■ **INSTRUCTIONS FOR THE TASK**
In the listing below, the answer starts at the line that has "module's component manifest." and stops after the line that has "let mut batch: Vec<(ComponentFactory, Option<String>)>"; please repeat that part exactly and nothing more.

(EXTRACTED MATERIAL begins)

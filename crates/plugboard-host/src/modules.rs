//! # Module Association
//!
//! Shared-library batch operations. A component module is any dynamic
//! library exporting the fixed manifest symbol declared by
//! [`export_components!`]; loading resolves that symbol, tags every factory
//! in the manifest with the library's name, and feeds the combined batch to
//! the load orchestrator. A library is only closed once its node set in the
//! registry has drained.
//!
//! The manifest is an `extern "Rust"` function, so host and modules must be
//! built with the same toolchain. Closing a library while `get`-obtained
//! `Arc`s of its components are still alive is undefined behavior, exactly
//! as it is for every dynamic-loading scheme; the reference gates exist so
//! disciplined callers never get there.

use crate::ComponentHost;
use libloading::Library;
use plugboard_bus::UnloadEntry;
use plugboard_types::{ComponentFactory, ModuleError};
use tracing::{debug, error};

/// The fixed export every component module must provide.
pub const MANIFEST_SYMBOL: &str = "plugboard_components";

type ManifestFn = unsafe extern "Rust" fn() -> Vec<ComponentFactory>;

/// Declare a module's component manifest.
///
/// ```ignore
/// plugboard_host::export_components![
///     my_scanner_factory(),
///     my_overlay_factory(),
/// ];
/// ```
#[macro_export]
macro_rules! export_components {
    ($($factory:expr),+ $(,)?) => {
        #[no_mangle]
        pub extern "Rust" fn plugboard_components() -> Vec<$crate::ComponentFactory> {
            vec![$($factory),+]
        }
    };
}

/// Call a library's manifest export.
fn read_manifest(library: &Library, path: &str) -> Result<Vec<ComponentFactory>, ModuleError> {
    // SAFETY: the symbol is our own fixed contract; a library that exports
    // it under this name with a different signature is out of contract.
    let manifest = unsafe {
        library
            .get::<ManifestFn>(MANIFEST_SYMBOL.as_bytes())
            .map_err(|_| ModuleError::ManifestMissing {
                path: path.to_string(),
                symbol: MANIFEST_SYMBOL,
            })?
    };
    Ok(unsafe { manifest() })
}

impl ComponentHost {
    /// Load every component exported by the given shared libraries, as one
    /// combined batch.
    ///
    /// A library that cannot be opened or carries no manifest is logged and
    /// skipped; its absence fails the call but not the other libraries'
    /// components. Returns `true` iff every library resolved and every
    /// component loaded.
    pub fn load_modules(&self, paths: &[&str]) -> bool {
        let mut batch: Vec<(ComponentFactory, Option<String>)> = Vec::new();
        let mut resolved_all = true;

        for path in paths {
            let manifest = {
                let graph = self.graph.lock();
                if let Some(library) = graph.library(path) {
                    // Already open: reuse the existing handle.
                    read_manifest(library, path)
                } else {
                    drop(graph);
                    match unsafe { Library::new(path) } {
                        Ok(library) => read_manifest(&library, path).map(|factories| {
                            self.graph.lock().register_library((*path).to_string(), library);
                            factories
                        }),
                        Err(err) => Err(ModuleError::OpenFailed {
                            path: (*path).to_string(),
                            reason: err.to_string(),
                        }),
                    }
                }
            };

            match manifest {
                Ok(factories) => {
                    debug!(module = path, components = factories.len(), "module manifest resolved");
                    for factory in factories {
                        batch.push((factory, Some((*path).to_string())));
                    }
                }
                Err(err) => {
                    error!(module = path, error = %err, "skipping module");
                    resolved_all = false;
                }
            }
        }

        let all_loaded = self.load_batch(batch);
        resolved_all && all_loaded
    }

    /// Unload every component supplied by the given modules, closing each
    /// library once its node set is empty.
    pub fn unload_modules(&self, modules: &[&str], unload_deps: bool) -> Vec<UnloadEntry> {
        let mut components: Vec<String> = Vec::new();
        {
            let graph = self.graph.lock();
            for module in modules {
                if !graph.has_library(module) {
                    error!(module = module, "module is not loaded");
                    continue;
                }
                components.extend(graph.module_members(module));
            }
        }

        let names: Vec<&str> = components.iter().map(String::as_str).collect();
        let report = self.unload_components(&names, unload_deps);

        let mut graph = self.graph.lock();
        for module in modules {
            if graph.has_library(module) && graph.module_members(module).is_empty() {
                if let Some(library) = graph.take_library(module) {
                    drop(library);
                    debug!(module = module, "module library closed");
                }
            }
        }

        report
    }
}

(EXTRACTED MATERIAL ends)

■ **SOLUTION TO THIS TASK**
/// Declare a module's component manifest.
///
/// ```ignore
/// plugboard_host::export_components![
///     my_scanner_factory(),
///     my_overlay_factory(),
/// ];
/// ```
#[macro_export]
macro_rules! export_components {
    ($($factory:expr),+ $(,)?) => {
        #[no_mangle]
        pub extern "Rust" fn plugboard_components() -> Vec<$crate::ComponentFactory> {
            vec![$($factory),+]
        }
    };
}

/// Call a library's manifest export.
fn read_manifest(library: &Library, path: &str) -> Result<Vec<ComponentFactory>, ModuleError> {
    // SAFETY: the symbol is our own fixed contract; a library that exports
    // it under this name with a different signature is out of contract.
    let manifest = unsafe {
        library
            .get::<ManifestFn>(MANIFEST_SYMBOL.as_bytes())
            .map_err(|_| ModuleError::ManifestMissing {
                path: path.to_string(),
                symbol: MANIFEST_SYMBOL,
            })?
    };
    Ok(unsafe { manifest() })
}

impl ComponentHost {
    /// Load every component exported by the given shared libraries, as one
    /// combined batch.
    ///
    /// A library that cannot be opened or carries no manifest is logged and
    /// skipped; its absence fails the call but not the other libraries'
    /// components. Returns `true` iff every library resolved and every
    /// component loaded.
    pub fn load_modules(&self, paths: &[&str]) -> bool {
        let mut batch: Vec<(ComponentFactory, Option<String>)> = Vec::new();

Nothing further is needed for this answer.